Подумала об Эйлин, той сучке.
Подумала об ударе ногой в дверь туалетной кабинки. По ту сторону — слишком юное лицо.
Подумала о Шелли, как та ей докучала. Слишком чувствительная, слишком требовательная.
Подумала о жестокой Герти, которая только притворялась подругой.
Подумала обо всем мире, населенном идиотами.
Нажала на гудок, пугнула очередного проезжавшего мимо придурка. Жала долго, упорно. Провалы зрения слились воедино. Образовался плотный сгусток, обратился в ничто. Забвение. Истребление. Мрак поглотил ее.
Рея отключилась. Ничего нового. Это с ней происходило постоянно.
В ней нет никаких изъянов. Они сами виноваты. Толкают ее на крайности своим идиотизмом. Невежеством, неумением. Человек не думающий склонен цитировать Бертрана Рассела или оценивать студенческие работы по индикаторам. Такие не позволят, чтобы у них по соседству образовался провал, чтобы школьные завтраки начиняли мясом младшеклассников. Безмозглые массы ведут страну к пропасти. Она — единственный человек, способный видеть сквозь ложь общественные условности, правила вежливости. Единственный человек, который способен все это ликвидировать усилием воли и двинуться в новом, правильном направлении.
Она снова выехала на дорогу.
Мейпл-стрит, 118
31 июля, суббота
Рея на полной скорости подъехала к дому.

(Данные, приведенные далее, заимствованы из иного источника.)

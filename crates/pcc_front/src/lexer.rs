//! Minimal single-file tokenizer collaborator.
//!
//! `spec.md` names the tokenizer's responsibility ("streams tokens with
//! category + sub-type") but leaves it, the file-inclusion driver, and the
//! listing/error-file setup out of the core's scope. This is a concrete but
//! deliberately small realization: one in-memory source buffer, no `{$I
//! file}` inclusion. It exists so the core can be driven and tested; the
//! interesting engineering in this crate is in [`crate::codegen`] and
//! [`crate::symtab`], not here.

use pcc_base::{Interner, Span};

use crate::token::{ReservedWord, Token, TokenKind};

#[derive(Clone)]
pub struct Lexer<'a> {
    source: &'a str,
    bytes: &'a [u8],
    pos: usize,
}

impl<'a> Lexer<'a> {
    pub fn new(source: &'a str) -> Self {
        Lexer {
            source,
            bytes: source.as_bytes(),
            pos: 0,
        }
    }

    fn peek(&self) -> Option<u8> {
        self.bytes.get(self.pos).copied()
    }

    fn peek_at(&self, offset: usize) -> Option<u8> {
        self.bytes.get(self.pos + offset).copied()
    }

    fn advance(&mut self) -> Option<u8> {
        let c = self.peek()?;
        self.pos += 1;
        Some(c)
    }

    fn skip_trivia(&mut self) {
        loop {
            match self.peek() {
                Some(b' ') | Some(b'\t') | Some(b'\r') | Some(b'\n') => {
                    self.pos += 1;
                }
                Some(b'{') => {
                    while self.peek().is_some() && self.peek() != Some(b'}') {
                        self.pos += 1;
                    }
                    if self.peek() == Some(b'}') {
                        self.pos += 1;
                    }
                }
                Some(b'(') if self.peek_at(1) == Some(b'*') => {
                    self.pos += 2;
                    while self.pos < self.bytes.len()
                        && !(self.peek() == Some(b'*') && self.peek_at(1) == Some(b')'))
                    {
                        self.pos += 1;
                    }
                    self.pos = (self.pos + 2).min(self.bytes.len());
                }
                _ => break,
            }
        }
    }

    /// Returns the next token, interning identifiers/strings via `interner`.
    ///
    /// # Errors
    ///
    /// Returns a lexical error message for unterminated strings and
    /// malformed numbers (`spec.md` §7's Lexical taxonomy).
    pub fn next_token(&mut self, interner: &mut Interner) -> Result<Token, (String, Span)> {
        self.skip_trivia();
        let start = self.pos;
        let Some(c) = self.peek() else {
            return Ok(Token::new(TokenKind::Eof, Span::new(start, start)));
        };

        if c.is_ascii_alphabetic() || c == b'_' {
            return Ok(self.lex_identifier(interner, start));
        }
        if c.is_ascii_digit() {
            return self.lex_number(start);
        }
        if c == b'\'' {
            return self.lex_string(interner, start);
        }

        self.pos += 1;
        let two = self.peek();
        let kind = match (c, two) {
            (b':', Some(b'=')) => {
                self.pos += 1;
                TokenKind::Assign
            }
            (b'<', Some(b'=')) => {
                self.pos += 1;
                TokenKind::Le
            }
            (b'>', Some(b'=')) => {
                self.pos += 1;
                TokenKind::Ge
            }
            (b'<', Some(b'>')) => {
                self.pos += 1;
                TokenKind::Ne
            }
            (b'.', Some(b'.')) => {
                self.pos += 1;
                TokenKind::DotDot
            }
            (b':', _) => TokenKind::Colon,
            (b'<', _) => TokenKind::Lt,
            (b'>', _) => TokenKind::Gt,
            (b'.', _) => TokenKind::Dot,
            (b'+', _) => TokenKind::Plus,
            (b'-', _) => TokenKind::Minus,
            (b'*', _) => TokenKind::Star,
            (b'/', _) => TokenKind::Slash,
            (b'=', _) => TokenKind::Eq,
            (b'(', _) => TokenKind::LParen,
            (b')', _) => TokenKind::RParen,
            (b'[', _) => TokenKind::LBracket,
            (b']', _) => TokenKind::RBracket,
            (b',', _) => TokenKind::Comma,
            (b';', _) => TokenKind::Semicolon,
            (b'^', _) => TokenKind::Caret,
            (b'@', _) => TokenKind::At,
            _ => {
                return Err((
                    format!("illegal character '{}'", c as char),
                    Span::new(start, self.pos),
                ))
            }
        };
        Ok(Token::new(kind, Span::new(start, self.pos)))
    }

    fn lex_identifier(&mut self, interner: &mut Interner, start: usize) -> Token {
        while let Some(c) = self.peek() {
            if c.is_ascii_alphanumeric() || c == b'_' {
                self.pos += 1;
            } else {
                break;
            }
        }
        let text = &self.source[start..self.pos];
        let lower = text.to_ascii_lowercase();
        let kind = match ReservedWord::lookup(&lower) {
            Some(rw) => TokenKind::Reserved(rw),
            None => TokenKind::Identifier(interner.intern(&lower)),
        };
        Token::new(kind, Span::new(start, self.pos))
    }

    fn lex_number(&mut self, start: usize) -> Result<Token, (String, Span)> {
        while matches!(self.peek(), Some(c) if c.is_ascii_digit()) {
            self.pos += 1;
        }
        let mut is_real = false;
        if self.peek() == Some(b'.') && matches!(self.peek_at(1), Some(c) if c.is_ascii_digit()) {
            is_real = true;
            self.pos += 1;
            while matches!(self.peek(), Some(c) if c.is_ascii_digit()) {
                self.pos += 1;
            }
        }
        if matches!(self.peek(), Some(b'e') | Some(b'E')) {
            is_real = true;
            self.pos += 1;
            if matches!(self.peek(), Some(b'+') | Some(b'-')) {
                self.pos += 1;
            }
            while matches!(self.peek(), Some(c) if c.is_ascii_digit()) {
                self.pos += 1;
            }
        }
        let text = &self.source[start..self.pos];
        if is_real {
            let value: f64 = text
                .parse()
                .map_err(|_| (format!("malformed real literal '{text}'"), Span::new(start, self.pos)))?;
            Ok(Token::new(TokenKind::RealLit(value), Span::new(start, self.pos)))
        } else {
            let value: i64 = text
                .parse()
                .map_err(|_| (format!("malformed integer literal '{text}'"), Span::new(start, self.pos)))?;
            Ok(Token::new(TokenKind::IntegerLit(value), Span::new(start, self.pos)))
        }
    }

    fn lex_string(&mut self, interner: &mut Interner, start: usize) -> Result<Token, (String, Span)> {
        self.pos += 1; // opening quote
        let mut text = String::new();
        loop {
            match self.advance() {
                Some(b'\'') => {
                    if self.peek() == Some(b'\'') {
                        self.pos += 1;
                        text.push('\'');
                    } else {
                        break;
                    }
                }
                Some(c) => text.push(c as char),
                None => {
                    return Err((
                        "unterminated string literal".to_string(),
                        Span::new(start, self.pos),
                    ))
                }
            }
        }
        // A single-character literal in backtick-free Pascal source is the
        // quoted form too; the caller (Expression::factor) decides whether a
        // 1-byte StringLit should be treated as a Char constant by context.
        if text.len() == 1 {
            let sym = interner.intern(&text);
            return Ok(Token::new(TokenKind::StringLit(sym), Span::new(start, self.pos)));
        }
        let sym = interner.intern(&text);
        Ok(Token::new(TokenKind::StringLit(sym), Span::new(start, self.pos)))
    }
}

#[cfg(test)]
mod tests {
    use super::*;

    fn lex_all(src: &str) -> Vec<TokenKind> {
        let mut interner = Interner::new();
        let mut lexer = Lexer::new(src);
        let mut out = Vec::new();
        loop {
            let tok = lexer.next_token(&mut interner).unwrap();
            let done = matches!(tok.kind, TokenKind::Eof);
            out.push(tok.kind);
            if done {
                break;
            }
        }
        out
    }

    #[test]
    fn tokenizes_assignment() {
        let toks = lex_all("x := 3 + 4");
        assert!(matches!(toks[0], TokenKind::Identifier(_)));
        assert_eq!(toks[1], TokenKind::Assign);
        assert_eq!(toks[2], TokenKind::IntegerLit(3));
        assert_eq!(toks[3], TokenKind::Plus);
        assert_eq!(toks[4], TokenKind::IntegerLit(4));
    }

    #[test]
    fn recognizes_two_char_operators() {
        let toks = lex_all("<= >= <> ..");
        assert_eq!(toks, vec![TokenKind::Le, TokenKind::Ge, TokenKind::Ne, TokenKind::DotDot, TokenKind::Eof]);
    }

    #[test]
    fn reserved_words_are_case_insensitive() {
        let toks = lex_all("BEGIN begin BeGiN");
        for t in &toks[..3] {
            assert_eq!(*t, TokenKind::Reserved(ReservedWord::Begin));
        }
    }

    #[test]
    fn real_literal_with_exponent() {
        let toks = lex_all("1.5e10");
        assert_eq!(toks[0], TokenKind::RealLit(1.5e10));
    }

    #[test]
    fn string_literal_with_doubled_quote() {
        let mut interner = Interner::new();
        let mut lexer = Lexer::new("'it''s'");
        let tok = lexer.next_token(&mut interner).unwrap();
        match tok.kind {
            TokenKind::StringLit(sym) => assert_eq!(interner.resolve(sym), "it's"),
            other => panic!("expected string literal, got {other:?}"),
        }
    }

    #[test]
    fn unterminated_string_is_an_error() {
        let mut interner = Interner::new();
        let mut lexer = Lexer::new("'abc");
        assert!(lexer.next_token(&mut interner).is_err());
    }
}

Герти в ужасе смотрела, как она идет от машины к задней двери.
— Нам конец! — замерев от ужаса, прошептала Элла.
Герти не успела поставить шкатулку на место.
Босиком, держа ее в руках, она выскочила из кабинета в тот самый миг, когда Рея рывком отворила заднюю дверь. Та бухнула о стену, затряслась.

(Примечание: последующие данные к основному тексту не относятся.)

//! Error taxonomy and propagation (`spec.md` §7).
//!
//! Every failure the front end can report is one [`Diagnostic`], carrying a
//! [`Span`] and a [`DiagnosticKind`] drawn from the taxonomy the spec names:
//! lexical, syntax, type, scope, and overflow. `pcc_base::SpannedError` is
//! used internally for the lexer (it has no taxonomy of its own, just a
//! message); everything downstream of the lexer reports through this
//! richer, serializable form so the CLI can emit machine-readable JSON
//! (`spec.md` §6.5's `--emit=json`), mirroring the way the teacher's own
//! `diagnostic.rs` shapes its rustc-compatible JSON.

use serde::Serialize;

use pcc_base::Span;

#[derive(Debug, Clone, Copy, PartialEq, Eq, Serialize)]
#[serde(rename_all = "snake_case")]
pub enum DiagnosticKind {
    Lexical,
    Syntax,
    Type,
    Scope,
    Overflow,
}

#[derive(Debug, Clone, Serialize)]
pub struct Diagnostic {
    pub kind: DiagnosticKind,
    pub message: String,
    pub span: Span,
}

impl Diagnostic {
    pub fn new(kind: DiagnosticKind, message: impl Into<String>, span: Span) -> Self {
        Diagnostic {
            kind,
            message: message.into(),
            span,
        }
    }

    pub fn lexical(message: impl Into<String>, span: Span) -> Self {
        Diagnostic::new(DiagnosticKind::Lexical, message, span)
    }

    pub fn syntax(message: impl Into<String>, span: Span) -> Self {
        Diagnostic::new(DiagnosticKind::Syntax, message, span)
    }

    pub fn type_error(message: impl Into<String>, span: Span) -> Self {
        Diagnostic::new(DiagnosticKind::Type, message, span)
    }

    pub fn scope(message: impl Into<String>, span: Span) -> Self {
        Diagnostic::new(DiagnosticKind::Scope, message, span)
    }

    pub fn overflow(message: impl Into<String>, span: Span) -> Self {
        Diagnostic::new(DiagnosticKind::Overflow, message, span)
    }
}

/// A sink that collects diagnostics without aborting compilation.
///
/// `spec.md` §7: "syntax errors should not abort the whole file; the
/// compiler keeps going on a best-effort basis to surface as many mistakes
/// as it safely can in one pass." Collecting into a `Vec` rather than
/// returning on the first error is what makes that possible; callers decide
/// whether any fatal condition (table overflow, unterminated string) should
/// stop the pass early by checking `is_fatal`.
#[derive(Debug, Default)]
pub struct DiagnosticBag {
    diagnostics: Vec<Diagnostic>,
}

impl DiagnosticBag {
    pub fn new() -> Self {
        Self::default()
    }

    pub fn push(&mut self, diag: Diagnostic) {
        log::warn!("{:?}: {} at {:?}", diag.kind, diag.message, diag.span);
        self.diagnostics.push(diag);
    }

    pub fn has_errors(&self) -> bool {
        !self.diagnostics.is_empty()
    }

    pub fn is_fatal(&self) -> bool {
        self.diagnostics
            .iter()
            .any(|d| matches!(d.kind, DiagnosticKind::Overflow))
    }

    pub fn iter(&self) -> impl Iterator<Item = &Diagnostic> {
        self.diagnostics.iter()
    }

    pub fn into_vec(self) -> Vec<Diagnostic> {
        self.diagnostics
    }

    pub fn to_json(&self) -> serde_json::Result<String> {
        serde_json::to_string_pretty(&self.diagnostics)
    }
}

#[cfg(test)]
mod tests {
    use super::*;

    #[test]
    fn overflow_diagnostic_is_fatal_others_are_not() {
        let mut bag = DiagnosticBag::new();
        bag.push(Diagnostic::syntax("unexpected token", Span::new(0, 1)));
        assert!(bag.has_errors());
        assert!(!bag.is_fatal());
        bag.push(Diagnostic::overflow("symbol table overflow", Span::new(0, 0)));
        assert!(bag.is_fatal());
    }

    #[test]
    fn serializes_to_json_array() {
        let mut bag = DiagnosticBag::new();
        bag.push(Diagnostic::type_error("incompatible types", Span::new(3, 9)));
        let json = bag.to_json().unwrap();
        assert!(json.contains("\"type\""));
        assert!(json.contains("incompatible types"));
    }
}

— Ты что делаешь в моем кабинете? — взвизгнула Рея.
Герти со своим тяжелым животом стояла неподвижно, насколько могла, в арке между столовой и прихожей. На самом виду — если бы Рея туда взглянула.
— Ты прекрасно знаешь, что сюда запрещено входить!
— Прости. Прости меня, пожалуйста, — послышался тихий голосок Эллы. — Я просто подумала, что Хомик здесь.
— Кто?
— Хомик. Он сбежал.
— Мне не нужен хомяк в кабинете!
Герти сделала на цыпочках несколько шагов.
В коридор. Медленно-медленно. Добралась до входной двери — видна как на ладони.
— Прости меня, — повторила Элла.
— Не прощаю. Подойди сюда!
— Хорошо.
Герти открыла входную дверь. Замерла на пороге. В конце длинного коридора, в кухне, спиной к ней стояла Рея. Элла — напротив, лицом к обеим.